Retype verbatim the lines of the listing, from the very first through the line with "web::Data<AppState>, body: web::Bytes)".

+++++

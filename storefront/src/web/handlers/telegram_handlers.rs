// storefront/src/web/handlers/telegram_handlers.rs

use actix_web::{web, HttpResponse};
use hatua::FlowCtx;
use serde_json::json;
use tracing::{error, info, instrument, warn};

use crate::errors::AppError;
use crate::pipelines::contexts::TelegramUpdateCtx;
use crate::services::telegram::Update;
use crate::state::AppState;

/// Bot API retries non-2xx deliveries, so anything past the config check is
/// acknowledged and only logged, undecodable updates included.
#[instrument(name = "handler::telegram_webhook", skip(app_state, body), fields(bytes = body.len(), update_id = tracing::field::Empty))]
pub async fn telegram_webhook_handler(app_state: web::Data<AppState>, body: web::Bytes) -> Result<HttpResponse, AppError> {
  app_state.telegram()?;
  let ack = HttpResponse::Ok().json(json!({ "ok": true }));

  let update: Update = match serde_json::from_slice(&body) {
    Ok(update) => update,
    Err(e) => {
      warn!(error = %e, "Telegram update could not be decoded.");
      return Ok(ack);
    }
  };
  tracing::Span::current().record("update_id", update.update_id);

  let ctx = FlowCtx::new(TelegramUpdateCtx::new(app_state.get_ref().clone(), update));
  match app_state.flows.run(ctx.clone()).await {
    Ok(outcome) => info!(kind = ?ctx.read().kind, ?outcome, "Telegram update handled."),
    Err(e) => error!(error = %e, kind = ?ctx.read().kind, "Telegram update failed."),
  }
  Ok(ack)
}

#[instrument(name = "handler::telegram_setup_webhook", skip(app_state))]
pub async fn setup_webhook_handler(app_state: web::Data<AppState>) -> Result<HttpResponse, AppError> {
  let (messenger, _) = app_state.telegram()?;
  let webhook_url = app_state
    .config
    .telegram
    .as_ref()
    .map(|t| t.webhook_url.clone())
    .ok_or_else(|| AppError::Config("Telegram not configured".to_string()))?;

  let status = messenger.set_webhook(&webhook_url).await?;
  if status.ok {
    info!(%webhook_url, "Telegram webhook registered.");
  } else {
    warn!(%webhook_url, description = ?status.description, "Telegram refused the webhook.");
  }
  Ok(HttpResponse::Ok().json(json!({
    "success": status.ok,
    "message": status.description,
    "webhook_url": webhook_url,
  })))
}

+++++

» **Solution for this task**:
filename storefront/src/web/handlers/telegram_handlers.rs
// storefront/src/web/handlers/telegram_handlers.rs

use actix_web::{web, HttpResponse};
use hatua::FlowCtx;
use serde_json::json;
use tracing::{error, info, instrument, warn};

use crate::errors::AppError;
use crate::pipelines::contexts::TelegramUpdateCtx;
use crate::services::telegram::Update;
use crate::state::AppState;

/// Bot API retries non-2xx deliveries, so anything past the config check is
/// acknowledged and only logged, undecodable updates included.
#[instrument(name = "handler::telegram_webhook", skip(app_state, body), fields(bytes = body.len(), update_id = tracing::field::Empty))]
pub async fn telegram_webhook_handler(app_state: web::Data<AppState>, body: web::Bytes) -> Result<HttpResponse, AppError> {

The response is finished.